Report every line of the records beneath this task that holds the string "NormalisationAlgorithm".
BEGIN Data extract
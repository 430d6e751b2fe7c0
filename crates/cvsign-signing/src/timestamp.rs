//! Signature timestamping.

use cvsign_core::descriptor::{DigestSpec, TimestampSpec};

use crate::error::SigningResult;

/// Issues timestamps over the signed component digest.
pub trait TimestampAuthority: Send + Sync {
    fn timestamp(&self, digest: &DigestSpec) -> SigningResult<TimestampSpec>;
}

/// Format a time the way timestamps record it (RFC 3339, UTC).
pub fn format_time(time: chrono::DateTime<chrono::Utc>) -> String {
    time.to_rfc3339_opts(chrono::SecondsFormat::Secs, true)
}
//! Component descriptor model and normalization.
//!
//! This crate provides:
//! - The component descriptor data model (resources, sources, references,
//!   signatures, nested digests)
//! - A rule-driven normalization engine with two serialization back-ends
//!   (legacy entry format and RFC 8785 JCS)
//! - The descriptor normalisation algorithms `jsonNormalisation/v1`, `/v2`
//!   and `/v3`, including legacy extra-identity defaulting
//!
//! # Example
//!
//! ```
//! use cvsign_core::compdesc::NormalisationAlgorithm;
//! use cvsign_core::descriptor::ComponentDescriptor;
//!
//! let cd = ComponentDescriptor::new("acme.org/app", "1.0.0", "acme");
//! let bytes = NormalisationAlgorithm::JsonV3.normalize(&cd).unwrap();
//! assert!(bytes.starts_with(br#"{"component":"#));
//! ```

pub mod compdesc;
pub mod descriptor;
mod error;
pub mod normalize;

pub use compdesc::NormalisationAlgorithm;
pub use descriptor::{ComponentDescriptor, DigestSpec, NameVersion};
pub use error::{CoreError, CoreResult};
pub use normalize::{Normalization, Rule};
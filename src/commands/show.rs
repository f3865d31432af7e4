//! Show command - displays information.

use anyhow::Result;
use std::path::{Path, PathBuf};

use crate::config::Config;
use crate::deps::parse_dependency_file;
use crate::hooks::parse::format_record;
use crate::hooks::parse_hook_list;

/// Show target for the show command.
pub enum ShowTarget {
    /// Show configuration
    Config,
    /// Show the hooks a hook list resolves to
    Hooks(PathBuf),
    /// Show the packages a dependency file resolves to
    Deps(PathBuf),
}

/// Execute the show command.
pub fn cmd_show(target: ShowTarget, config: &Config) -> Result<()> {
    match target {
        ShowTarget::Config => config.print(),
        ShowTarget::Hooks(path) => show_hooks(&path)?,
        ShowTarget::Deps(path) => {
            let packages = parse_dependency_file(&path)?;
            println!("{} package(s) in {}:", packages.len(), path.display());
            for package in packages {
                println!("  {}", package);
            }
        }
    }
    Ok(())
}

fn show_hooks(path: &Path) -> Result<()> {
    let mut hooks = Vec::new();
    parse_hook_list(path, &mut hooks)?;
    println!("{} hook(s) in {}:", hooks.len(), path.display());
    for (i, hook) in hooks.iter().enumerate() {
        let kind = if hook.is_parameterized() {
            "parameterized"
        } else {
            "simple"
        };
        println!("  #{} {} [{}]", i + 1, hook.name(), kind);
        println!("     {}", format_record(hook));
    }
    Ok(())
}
END Data extract
| Result of this task |
//! use cvsign_core::compdesc::NormalisationAlgorithm;
//! let bytes = NormalisationAlgorithm::JsonV3.normalize(&cd).unwrap();
pub use compdesc::NormalisationAlgorithm;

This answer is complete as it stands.